__WHAT YOU HAVE TO DO__.
Using the records that appear below, write out exactly the lines from the one with "from the bucket's range." through the one with "pub fn insert(&mut", keeping both end lines.

Collected data entries
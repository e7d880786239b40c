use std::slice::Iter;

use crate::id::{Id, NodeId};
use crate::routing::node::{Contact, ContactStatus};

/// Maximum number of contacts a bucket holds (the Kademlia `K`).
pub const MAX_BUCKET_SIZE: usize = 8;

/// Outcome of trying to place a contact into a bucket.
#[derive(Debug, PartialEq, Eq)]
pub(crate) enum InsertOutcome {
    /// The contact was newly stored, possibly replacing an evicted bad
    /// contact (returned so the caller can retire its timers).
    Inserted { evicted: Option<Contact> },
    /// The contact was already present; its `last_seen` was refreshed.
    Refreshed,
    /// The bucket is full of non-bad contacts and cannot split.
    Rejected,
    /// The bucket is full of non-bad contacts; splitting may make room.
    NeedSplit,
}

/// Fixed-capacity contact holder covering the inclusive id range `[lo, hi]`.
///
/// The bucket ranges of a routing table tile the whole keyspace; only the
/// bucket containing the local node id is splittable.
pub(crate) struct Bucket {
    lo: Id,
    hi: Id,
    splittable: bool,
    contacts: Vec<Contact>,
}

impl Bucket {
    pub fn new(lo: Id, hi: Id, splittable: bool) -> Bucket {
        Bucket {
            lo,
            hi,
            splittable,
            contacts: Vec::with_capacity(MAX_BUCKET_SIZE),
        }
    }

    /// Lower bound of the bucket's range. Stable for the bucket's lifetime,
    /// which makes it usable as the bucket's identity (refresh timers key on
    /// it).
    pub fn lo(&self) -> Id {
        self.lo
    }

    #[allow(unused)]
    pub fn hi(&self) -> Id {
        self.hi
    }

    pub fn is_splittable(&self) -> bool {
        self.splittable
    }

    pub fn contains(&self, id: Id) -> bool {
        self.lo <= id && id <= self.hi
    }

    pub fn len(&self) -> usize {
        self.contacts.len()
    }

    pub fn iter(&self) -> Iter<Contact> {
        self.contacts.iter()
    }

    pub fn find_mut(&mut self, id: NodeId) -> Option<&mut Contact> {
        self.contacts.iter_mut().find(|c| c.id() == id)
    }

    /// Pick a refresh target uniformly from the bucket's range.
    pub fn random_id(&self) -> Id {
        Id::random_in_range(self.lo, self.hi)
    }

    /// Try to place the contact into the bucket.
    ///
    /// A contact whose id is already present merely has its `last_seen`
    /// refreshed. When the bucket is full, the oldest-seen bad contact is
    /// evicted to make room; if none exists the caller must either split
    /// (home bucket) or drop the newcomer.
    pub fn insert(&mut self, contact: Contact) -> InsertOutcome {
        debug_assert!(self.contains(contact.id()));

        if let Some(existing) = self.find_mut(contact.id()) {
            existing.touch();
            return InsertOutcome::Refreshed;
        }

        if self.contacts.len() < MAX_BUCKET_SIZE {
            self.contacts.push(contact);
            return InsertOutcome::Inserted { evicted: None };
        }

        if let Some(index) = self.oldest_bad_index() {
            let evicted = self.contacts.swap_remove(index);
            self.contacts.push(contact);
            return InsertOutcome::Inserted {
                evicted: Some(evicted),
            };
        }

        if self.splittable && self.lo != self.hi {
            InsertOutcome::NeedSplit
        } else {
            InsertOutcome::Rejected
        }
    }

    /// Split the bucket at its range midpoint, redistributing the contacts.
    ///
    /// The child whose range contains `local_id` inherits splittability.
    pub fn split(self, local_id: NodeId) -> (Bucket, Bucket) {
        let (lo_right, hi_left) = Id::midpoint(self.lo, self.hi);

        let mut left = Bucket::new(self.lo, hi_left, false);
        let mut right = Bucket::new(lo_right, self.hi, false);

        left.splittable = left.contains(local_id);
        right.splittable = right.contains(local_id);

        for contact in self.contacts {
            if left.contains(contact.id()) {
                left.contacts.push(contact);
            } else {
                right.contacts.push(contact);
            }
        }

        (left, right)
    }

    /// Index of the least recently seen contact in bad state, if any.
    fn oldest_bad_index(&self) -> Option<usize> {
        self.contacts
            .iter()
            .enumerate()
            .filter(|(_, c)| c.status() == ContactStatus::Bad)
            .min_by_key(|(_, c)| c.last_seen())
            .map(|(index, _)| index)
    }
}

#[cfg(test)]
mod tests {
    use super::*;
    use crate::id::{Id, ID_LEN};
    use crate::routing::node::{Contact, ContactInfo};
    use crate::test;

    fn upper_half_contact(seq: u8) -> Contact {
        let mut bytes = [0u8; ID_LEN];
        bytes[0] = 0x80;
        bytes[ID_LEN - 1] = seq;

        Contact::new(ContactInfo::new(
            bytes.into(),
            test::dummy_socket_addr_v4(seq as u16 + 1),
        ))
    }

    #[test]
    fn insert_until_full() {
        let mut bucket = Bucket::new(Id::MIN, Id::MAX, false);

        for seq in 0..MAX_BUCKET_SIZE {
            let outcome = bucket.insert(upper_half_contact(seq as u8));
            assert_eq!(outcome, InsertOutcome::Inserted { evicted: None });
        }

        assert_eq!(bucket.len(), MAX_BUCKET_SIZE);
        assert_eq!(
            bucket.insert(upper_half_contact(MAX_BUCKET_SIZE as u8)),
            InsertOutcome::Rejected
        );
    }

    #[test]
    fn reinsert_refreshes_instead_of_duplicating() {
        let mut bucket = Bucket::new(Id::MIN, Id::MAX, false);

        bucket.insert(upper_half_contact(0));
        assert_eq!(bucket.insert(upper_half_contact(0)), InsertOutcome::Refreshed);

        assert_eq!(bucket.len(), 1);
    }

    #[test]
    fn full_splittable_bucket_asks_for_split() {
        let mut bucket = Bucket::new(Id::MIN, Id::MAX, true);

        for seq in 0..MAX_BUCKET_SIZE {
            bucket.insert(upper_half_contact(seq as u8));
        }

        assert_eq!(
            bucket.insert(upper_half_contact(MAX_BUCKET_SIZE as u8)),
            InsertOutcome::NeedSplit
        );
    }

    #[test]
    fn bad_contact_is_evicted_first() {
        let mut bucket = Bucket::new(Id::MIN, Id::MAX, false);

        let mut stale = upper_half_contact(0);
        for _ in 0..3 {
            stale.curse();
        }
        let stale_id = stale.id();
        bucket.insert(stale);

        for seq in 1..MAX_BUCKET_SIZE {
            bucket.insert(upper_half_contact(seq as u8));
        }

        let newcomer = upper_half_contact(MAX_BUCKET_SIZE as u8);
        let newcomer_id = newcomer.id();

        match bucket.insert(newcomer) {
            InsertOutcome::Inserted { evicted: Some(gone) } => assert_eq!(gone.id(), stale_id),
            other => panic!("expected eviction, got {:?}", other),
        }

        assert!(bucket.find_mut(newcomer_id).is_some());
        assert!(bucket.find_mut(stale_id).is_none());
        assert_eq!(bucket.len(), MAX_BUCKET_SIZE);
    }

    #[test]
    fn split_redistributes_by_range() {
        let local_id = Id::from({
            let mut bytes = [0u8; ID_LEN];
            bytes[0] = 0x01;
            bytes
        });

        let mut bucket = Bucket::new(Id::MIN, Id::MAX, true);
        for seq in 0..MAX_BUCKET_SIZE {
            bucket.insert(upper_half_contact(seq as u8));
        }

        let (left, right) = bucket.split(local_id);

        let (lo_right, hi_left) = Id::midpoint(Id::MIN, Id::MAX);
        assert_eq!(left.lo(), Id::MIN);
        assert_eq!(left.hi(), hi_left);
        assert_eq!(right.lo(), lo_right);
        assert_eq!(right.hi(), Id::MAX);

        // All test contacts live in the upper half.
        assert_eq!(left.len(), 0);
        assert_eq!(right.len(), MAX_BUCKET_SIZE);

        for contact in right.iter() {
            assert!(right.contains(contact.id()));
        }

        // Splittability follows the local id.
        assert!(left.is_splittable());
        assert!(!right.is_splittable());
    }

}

__WRITTEN ANSWER__.
    /// Pick a refresh target uniformly from the bucket's range.
    pub fn random_id(&self) -> Id {
        Id::random_in_range(self.lo, self.hi)
    }

    /// Try to place the contact into the bucket.
    ///
    /// A contact whose id is already present merely has its `last_seen`
    /// refreshed. When the bucket is full, the oldest-seen bad contact is
    /// evicted to make room; if none exists the caller must either split
    /// (home bucket) or drop the newcomer.
    pub fn insert(&mut self, contact: Contact) -> InsertOutcome {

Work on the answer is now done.